---------- EXTRACTED INFORMATION

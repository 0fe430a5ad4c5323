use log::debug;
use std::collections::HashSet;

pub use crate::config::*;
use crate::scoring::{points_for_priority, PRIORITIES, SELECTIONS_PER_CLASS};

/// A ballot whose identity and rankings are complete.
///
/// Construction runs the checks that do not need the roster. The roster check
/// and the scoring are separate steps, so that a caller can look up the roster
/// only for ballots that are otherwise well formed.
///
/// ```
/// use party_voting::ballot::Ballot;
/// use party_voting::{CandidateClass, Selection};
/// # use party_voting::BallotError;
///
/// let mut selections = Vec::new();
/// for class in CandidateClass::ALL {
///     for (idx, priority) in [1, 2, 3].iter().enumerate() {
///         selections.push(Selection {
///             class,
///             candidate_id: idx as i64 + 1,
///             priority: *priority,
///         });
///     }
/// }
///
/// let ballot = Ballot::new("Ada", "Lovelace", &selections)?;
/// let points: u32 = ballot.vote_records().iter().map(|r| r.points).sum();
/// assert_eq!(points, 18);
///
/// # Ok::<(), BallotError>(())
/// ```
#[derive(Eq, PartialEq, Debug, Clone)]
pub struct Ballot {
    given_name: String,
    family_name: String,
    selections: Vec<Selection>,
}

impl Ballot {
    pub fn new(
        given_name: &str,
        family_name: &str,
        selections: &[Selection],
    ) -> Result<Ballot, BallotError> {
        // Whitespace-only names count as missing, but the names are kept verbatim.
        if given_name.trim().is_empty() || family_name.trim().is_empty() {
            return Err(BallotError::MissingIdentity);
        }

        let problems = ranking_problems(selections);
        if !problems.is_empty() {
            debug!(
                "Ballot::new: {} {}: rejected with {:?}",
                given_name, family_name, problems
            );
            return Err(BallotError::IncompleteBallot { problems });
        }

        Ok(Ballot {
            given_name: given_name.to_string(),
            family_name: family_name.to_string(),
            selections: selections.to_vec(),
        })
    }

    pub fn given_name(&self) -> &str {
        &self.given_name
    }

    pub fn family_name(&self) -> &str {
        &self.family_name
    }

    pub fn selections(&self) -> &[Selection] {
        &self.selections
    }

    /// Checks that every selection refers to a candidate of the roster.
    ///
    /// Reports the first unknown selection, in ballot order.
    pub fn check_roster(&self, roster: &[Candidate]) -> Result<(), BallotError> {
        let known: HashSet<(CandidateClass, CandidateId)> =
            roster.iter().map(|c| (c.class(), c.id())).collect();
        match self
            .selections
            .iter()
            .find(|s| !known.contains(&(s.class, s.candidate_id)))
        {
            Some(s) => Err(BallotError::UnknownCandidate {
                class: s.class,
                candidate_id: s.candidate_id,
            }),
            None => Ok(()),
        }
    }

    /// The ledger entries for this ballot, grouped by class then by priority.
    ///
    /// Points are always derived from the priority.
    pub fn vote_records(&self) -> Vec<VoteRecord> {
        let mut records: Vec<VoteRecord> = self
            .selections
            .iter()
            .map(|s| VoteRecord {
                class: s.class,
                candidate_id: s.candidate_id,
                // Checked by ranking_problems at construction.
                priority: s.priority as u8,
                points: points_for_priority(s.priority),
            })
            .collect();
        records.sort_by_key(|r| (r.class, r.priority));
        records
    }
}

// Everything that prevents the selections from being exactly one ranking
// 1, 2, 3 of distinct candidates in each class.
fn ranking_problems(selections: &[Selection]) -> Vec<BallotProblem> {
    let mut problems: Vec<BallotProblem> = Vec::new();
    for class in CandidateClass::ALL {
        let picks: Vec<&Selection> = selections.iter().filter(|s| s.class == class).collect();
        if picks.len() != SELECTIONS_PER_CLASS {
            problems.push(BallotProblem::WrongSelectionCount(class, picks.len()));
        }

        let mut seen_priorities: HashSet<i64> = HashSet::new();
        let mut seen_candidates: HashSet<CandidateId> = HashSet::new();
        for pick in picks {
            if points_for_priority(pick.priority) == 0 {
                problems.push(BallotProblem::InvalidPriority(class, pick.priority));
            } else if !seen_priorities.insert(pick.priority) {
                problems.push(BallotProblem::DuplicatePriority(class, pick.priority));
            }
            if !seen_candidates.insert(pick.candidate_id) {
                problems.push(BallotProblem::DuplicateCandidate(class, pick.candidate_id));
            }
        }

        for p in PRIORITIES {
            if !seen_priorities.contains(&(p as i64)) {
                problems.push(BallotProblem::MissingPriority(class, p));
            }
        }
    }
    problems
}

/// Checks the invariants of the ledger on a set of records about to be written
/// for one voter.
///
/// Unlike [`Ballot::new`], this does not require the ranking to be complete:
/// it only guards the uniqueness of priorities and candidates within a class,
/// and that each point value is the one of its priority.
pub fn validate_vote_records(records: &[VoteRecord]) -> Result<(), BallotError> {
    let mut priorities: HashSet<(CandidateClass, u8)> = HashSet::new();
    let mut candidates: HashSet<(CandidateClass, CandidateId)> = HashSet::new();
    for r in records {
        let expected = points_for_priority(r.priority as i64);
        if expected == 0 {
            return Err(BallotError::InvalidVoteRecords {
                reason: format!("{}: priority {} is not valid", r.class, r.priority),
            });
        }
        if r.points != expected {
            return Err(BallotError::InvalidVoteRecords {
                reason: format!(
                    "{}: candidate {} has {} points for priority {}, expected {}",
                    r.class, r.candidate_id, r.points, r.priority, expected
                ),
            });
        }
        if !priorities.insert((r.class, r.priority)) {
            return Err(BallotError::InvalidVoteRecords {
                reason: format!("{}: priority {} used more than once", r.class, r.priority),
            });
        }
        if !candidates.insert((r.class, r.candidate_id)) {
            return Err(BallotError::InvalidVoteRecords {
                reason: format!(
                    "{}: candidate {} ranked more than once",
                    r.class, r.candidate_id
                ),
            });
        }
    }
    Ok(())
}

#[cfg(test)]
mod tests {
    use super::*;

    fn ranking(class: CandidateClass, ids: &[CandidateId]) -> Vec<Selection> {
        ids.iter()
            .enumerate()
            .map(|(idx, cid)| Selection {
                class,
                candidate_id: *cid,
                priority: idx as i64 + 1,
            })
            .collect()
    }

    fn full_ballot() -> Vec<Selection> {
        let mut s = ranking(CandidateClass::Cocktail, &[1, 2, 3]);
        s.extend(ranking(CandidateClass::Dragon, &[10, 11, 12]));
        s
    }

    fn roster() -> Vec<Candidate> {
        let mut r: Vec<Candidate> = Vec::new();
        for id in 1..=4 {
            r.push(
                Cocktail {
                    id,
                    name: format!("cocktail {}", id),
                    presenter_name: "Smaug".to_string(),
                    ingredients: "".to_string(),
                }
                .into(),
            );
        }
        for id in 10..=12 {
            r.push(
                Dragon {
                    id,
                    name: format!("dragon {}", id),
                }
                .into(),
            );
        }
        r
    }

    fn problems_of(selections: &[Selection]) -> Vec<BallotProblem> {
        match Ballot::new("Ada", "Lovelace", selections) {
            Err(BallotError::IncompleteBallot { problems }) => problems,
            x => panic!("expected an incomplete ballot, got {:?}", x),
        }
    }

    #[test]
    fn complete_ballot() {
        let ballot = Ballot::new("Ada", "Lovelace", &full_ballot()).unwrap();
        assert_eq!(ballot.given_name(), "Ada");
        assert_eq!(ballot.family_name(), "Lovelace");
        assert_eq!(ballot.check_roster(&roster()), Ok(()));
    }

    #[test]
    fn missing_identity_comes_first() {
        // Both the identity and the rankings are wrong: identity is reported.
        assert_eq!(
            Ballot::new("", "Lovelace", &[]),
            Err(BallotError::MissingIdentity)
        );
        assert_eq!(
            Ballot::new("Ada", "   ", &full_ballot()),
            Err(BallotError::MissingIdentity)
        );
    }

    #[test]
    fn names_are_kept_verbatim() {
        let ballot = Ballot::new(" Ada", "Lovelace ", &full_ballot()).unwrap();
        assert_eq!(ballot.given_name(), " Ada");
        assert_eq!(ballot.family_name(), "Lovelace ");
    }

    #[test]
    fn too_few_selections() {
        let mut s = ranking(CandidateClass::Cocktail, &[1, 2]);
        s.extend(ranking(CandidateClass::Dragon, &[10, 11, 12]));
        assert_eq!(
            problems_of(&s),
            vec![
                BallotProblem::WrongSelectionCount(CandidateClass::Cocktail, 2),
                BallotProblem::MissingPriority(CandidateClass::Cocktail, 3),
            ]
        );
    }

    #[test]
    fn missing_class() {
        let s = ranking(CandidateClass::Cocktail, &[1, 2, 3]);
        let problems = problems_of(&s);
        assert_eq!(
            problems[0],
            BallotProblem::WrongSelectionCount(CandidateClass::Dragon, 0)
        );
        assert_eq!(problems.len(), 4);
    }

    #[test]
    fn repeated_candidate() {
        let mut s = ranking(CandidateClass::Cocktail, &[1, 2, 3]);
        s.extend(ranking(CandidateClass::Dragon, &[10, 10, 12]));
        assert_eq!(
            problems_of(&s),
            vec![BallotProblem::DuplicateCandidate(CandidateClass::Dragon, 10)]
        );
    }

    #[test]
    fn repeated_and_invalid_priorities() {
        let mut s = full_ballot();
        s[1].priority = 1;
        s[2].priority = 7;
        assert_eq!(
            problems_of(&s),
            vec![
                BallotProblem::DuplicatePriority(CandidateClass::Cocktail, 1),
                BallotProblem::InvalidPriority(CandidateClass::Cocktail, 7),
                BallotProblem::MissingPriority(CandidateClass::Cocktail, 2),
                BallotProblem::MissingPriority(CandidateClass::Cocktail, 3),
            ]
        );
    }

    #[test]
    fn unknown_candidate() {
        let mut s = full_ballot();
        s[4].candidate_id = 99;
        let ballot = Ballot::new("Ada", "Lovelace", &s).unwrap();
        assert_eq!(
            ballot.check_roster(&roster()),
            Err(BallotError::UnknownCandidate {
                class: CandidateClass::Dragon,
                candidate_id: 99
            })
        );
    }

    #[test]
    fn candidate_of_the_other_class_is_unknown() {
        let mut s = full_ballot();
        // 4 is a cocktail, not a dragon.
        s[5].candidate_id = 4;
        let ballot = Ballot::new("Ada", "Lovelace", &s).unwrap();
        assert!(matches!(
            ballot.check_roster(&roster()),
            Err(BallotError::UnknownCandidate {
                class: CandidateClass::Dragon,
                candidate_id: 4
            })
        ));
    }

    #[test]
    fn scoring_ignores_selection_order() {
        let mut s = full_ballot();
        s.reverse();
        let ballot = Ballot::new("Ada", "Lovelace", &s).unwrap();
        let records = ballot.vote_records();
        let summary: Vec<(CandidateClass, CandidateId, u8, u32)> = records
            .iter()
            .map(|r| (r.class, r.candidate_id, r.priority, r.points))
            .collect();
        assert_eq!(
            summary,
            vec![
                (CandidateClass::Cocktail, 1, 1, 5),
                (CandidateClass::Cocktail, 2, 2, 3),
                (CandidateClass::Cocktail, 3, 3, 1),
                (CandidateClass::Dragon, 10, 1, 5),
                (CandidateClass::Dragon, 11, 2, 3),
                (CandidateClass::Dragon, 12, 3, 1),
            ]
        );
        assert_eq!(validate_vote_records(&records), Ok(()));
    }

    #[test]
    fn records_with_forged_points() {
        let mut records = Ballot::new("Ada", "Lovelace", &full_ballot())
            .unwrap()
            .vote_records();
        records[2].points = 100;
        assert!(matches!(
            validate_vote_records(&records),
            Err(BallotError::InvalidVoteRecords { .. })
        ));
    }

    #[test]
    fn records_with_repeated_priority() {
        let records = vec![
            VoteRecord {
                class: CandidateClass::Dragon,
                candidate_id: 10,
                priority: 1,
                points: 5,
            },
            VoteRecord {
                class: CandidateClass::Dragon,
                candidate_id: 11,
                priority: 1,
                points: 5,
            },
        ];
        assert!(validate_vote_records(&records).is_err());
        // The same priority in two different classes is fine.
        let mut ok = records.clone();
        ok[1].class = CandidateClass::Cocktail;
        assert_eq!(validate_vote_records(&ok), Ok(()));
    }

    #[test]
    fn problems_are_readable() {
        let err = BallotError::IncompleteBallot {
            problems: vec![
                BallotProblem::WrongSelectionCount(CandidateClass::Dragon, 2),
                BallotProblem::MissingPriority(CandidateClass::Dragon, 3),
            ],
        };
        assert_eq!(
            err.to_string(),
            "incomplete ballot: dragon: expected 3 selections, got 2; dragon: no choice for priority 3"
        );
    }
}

--------------------
---------- EXTRACTED INFORMATION

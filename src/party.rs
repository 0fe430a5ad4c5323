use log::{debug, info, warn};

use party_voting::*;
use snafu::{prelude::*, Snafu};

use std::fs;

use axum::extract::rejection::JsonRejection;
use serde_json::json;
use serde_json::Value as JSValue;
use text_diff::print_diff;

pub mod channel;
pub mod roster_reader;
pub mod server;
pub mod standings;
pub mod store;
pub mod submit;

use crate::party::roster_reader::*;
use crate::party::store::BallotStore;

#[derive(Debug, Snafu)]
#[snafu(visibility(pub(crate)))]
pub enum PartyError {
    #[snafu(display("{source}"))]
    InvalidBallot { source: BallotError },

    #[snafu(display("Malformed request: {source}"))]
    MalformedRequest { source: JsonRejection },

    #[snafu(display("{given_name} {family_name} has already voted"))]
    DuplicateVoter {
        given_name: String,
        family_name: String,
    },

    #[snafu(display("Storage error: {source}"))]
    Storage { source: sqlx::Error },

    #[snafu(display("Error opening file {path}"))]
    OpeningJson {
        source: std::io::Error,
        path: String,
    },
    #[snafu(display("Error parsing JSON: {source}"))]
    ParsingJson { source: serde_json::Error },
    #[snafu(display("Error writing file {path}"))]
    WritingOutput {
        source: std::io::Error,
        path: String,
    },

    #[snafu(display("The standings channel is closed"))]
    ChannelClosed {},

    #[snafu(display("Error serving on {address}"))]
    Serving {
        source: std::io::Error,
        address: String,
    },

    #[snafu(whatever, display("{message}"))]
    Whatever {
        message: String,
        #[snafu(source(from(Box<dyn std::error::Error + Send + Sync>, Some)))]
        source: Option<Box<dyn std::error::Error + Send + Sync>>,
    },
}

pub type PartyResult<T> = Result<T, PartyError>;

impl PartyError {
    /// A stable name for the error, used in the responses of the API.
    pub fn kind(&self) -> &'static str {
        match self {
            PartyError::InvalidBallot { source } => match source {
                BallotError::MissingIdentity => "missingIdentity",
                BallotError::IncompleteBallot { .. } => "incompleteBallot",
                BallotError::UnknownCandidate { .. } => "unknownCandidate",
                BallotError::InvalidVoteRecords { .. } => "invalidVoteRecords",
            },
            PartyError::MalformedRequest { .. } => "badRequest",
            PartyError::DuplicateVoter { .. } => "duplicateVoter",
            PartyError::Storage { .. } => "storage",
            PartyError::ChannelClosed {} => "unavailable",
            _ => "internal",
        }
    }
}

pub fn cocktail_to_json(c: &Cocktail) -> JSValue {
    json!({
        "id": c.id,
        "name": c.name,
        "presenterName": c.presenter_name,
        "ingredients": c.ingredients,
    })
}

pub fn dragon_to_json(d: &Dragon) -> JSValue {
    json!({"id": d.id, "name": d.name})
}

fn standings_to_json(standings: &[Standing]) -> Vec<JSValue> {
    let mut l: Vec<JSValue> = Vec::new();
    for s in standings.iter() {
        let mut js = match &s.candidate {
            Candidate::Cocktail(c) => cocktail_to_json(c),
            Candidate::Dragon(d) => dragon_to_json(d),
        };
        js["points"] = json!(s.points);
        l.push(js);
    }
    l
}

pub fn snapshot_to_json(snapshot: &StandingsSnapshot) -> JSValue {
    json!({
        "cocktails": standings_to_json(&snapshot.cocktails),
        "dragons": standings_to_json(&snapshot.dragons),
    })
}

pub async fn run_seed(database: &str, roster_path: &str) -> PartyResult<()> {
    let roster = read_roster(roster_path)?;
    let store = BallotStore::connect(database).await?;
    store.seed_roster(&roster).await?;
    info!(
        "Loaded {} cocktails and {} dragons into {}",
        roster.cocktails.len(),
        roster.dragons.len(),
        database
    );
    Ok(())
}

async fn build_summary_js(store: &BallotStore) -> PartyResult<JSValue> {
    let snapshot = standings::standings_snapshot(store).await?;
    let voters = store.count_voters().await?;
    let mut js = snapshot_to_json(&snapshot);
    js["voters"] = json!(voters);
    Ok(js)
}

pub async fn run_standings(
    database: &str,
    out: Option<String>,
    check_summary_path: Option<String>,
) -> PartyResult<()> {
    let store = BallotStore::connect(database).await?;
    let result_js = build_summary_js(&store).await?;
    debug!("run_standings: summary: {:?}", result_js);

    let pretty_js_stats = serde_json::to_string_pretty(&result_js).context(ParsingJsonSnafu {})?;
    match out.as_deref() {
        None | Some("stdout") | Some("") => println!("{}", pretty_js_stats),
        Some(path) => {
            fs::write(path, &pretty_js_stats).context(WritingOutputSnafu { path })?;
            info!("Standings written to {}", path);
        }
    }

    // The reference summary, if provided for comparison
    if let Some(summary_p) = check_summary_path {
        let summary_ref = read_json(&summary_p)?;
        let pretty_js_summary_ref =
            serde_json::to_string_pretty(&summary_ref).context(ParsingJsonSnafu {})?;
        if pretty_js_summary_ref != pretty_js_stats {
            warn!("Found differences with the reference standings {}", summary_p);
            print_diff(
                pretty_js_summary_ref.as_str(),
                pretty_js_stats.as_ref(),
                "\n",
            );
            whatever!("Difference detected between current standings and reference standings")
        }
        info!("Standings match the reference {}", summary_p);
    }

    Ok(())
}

--------------------

— ACTIVITY —
Determine how many lines of the data above hold the word "ledger". Output that number only.

— RESULT OF THE EXERCISE —
2